Exercise objective: Keep every line of the data below that has the string "crate" and present those lines.

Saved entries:
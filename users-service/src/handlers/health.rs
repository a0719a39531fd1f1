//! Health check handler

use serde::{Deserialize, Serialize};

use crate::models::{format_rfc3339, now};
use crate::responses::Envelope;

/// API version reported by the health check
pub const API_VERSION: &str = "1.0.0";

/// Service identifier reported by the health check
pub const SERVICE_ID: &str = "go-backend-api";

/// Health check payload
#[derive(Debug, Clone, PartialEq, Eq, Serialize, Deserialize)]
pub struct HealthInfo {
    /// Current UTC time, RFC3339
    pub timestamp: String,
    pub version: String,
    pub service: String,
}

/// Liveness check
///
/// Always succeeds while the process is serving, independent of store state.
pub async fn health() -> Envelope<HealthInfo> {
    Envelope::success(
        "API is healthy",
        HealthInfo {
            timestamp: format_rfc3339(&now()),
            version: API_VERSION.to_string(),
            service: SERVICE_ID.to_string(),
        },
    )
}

...

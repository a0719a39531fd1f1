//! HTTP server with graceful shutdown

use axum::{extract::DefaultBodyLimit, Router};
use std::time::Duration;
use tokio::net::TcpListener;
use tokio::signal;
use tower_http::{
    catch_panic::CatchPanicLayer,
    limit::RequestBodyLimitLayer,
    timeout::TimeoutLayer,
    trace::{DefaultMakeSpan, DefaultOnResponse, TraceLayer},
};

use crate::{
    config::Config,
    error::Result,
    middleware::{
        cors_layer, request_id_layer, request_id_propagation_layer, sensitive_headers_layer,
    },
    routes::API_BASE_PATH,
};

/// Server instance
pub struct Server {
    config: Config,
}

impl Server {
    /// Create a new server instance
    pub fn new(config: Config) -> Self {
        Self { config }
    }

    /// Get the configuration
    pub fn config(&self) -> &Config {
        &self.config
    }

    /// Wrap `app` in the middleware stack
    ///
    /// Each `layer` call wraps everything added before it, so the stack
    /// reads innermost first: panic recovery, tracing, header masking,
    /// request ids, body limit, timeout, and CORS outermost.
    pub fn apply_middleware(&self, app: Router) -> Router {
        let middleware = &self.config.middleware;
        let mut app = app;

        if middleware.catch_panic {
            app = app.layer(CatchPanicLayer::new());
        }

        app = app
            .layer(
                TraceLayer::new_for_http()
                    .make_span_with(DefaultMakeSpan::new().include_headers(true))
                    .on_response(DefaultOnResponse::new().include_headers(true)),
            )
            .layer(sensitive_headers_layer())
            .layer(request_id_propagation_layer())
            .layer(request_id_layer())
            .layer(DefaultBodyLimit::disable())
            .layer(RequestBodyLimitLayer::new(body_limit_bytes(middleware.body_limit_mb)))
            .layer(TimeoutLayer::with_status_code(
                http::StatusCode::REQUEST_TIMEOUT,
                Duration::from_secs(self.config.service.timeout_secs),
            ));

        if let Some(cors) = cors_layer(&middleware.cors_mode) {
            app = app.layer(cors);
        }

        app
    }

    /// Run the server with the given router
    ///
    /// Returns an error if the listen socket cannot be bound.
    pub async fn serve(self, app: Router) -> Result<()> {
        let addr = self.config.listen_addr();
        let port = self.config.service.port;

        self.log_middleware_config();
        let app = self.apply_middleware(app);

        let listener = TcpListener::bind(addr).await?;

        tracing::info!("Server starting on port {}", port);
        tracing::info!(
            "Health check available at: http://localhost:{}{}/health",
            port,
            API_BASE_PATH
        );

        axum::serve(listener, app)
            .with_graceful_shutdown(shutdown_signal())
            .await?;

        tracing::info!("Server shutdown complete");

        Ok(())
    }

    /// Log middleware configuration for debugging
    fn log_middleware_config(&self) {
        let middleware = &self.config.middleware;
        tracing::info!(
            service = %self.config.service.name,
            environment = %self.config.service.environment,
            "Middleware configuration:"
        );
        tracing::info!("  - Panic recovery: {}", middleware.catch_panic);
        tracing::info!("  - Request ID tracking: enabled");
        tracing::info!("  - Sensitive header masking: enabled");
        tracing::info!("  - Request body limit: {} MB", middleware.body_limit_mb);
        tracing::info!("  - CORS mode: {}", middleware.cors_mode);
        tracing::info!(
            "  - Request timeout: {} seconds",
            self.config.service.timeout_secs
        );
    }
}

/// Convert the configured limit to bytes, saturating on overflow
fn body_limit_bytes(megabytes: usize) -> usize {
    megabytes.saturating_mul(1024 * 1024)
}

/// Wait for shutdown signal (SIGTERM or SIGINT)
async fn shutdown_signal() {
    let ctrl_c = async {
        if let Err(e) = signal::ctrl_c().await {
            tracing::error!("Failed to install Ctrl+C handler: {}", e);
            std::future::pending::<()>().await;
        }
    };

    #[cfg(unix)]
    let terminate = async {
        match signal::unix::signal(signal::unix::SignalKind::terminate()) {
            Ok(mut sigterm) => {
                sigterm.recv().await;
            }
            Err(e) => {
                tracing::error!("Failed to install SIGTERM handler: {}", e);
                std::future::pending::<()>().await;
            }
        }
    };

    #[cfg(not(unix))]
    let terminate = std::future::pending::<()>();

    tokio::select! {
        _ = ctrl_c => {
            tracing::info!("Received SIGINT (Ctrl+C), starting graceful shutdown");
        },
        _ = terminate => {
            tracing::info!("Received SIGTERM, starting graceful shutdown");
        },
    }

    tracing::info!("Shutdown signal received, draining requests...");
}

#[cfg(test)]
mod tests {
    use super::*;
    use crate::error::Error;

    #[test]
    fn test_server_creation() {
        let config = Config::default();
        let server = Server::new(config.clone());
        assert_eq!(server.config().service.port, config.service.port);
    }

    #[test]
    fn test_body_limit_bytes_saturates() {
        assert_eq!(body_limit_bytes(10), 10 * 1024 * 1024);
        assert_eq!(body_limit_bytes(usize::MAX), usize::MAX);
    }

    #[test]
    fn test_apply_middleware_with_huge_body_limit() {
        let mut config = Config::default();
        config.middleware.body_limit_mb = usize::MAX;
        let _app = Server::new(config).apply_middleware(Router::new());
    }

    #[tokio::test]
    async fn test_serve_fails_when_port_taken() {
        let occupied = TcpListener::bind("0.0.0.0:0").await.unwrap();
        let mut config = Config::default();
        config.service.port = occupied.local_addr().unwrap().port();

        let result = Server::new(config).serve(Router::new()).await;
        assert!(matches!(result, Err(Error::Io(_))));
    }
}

Reply:
use crate::models::{format_rfc3339, now};
use crate::responses::Envelope;
use crate::{
    use crate::error::Error;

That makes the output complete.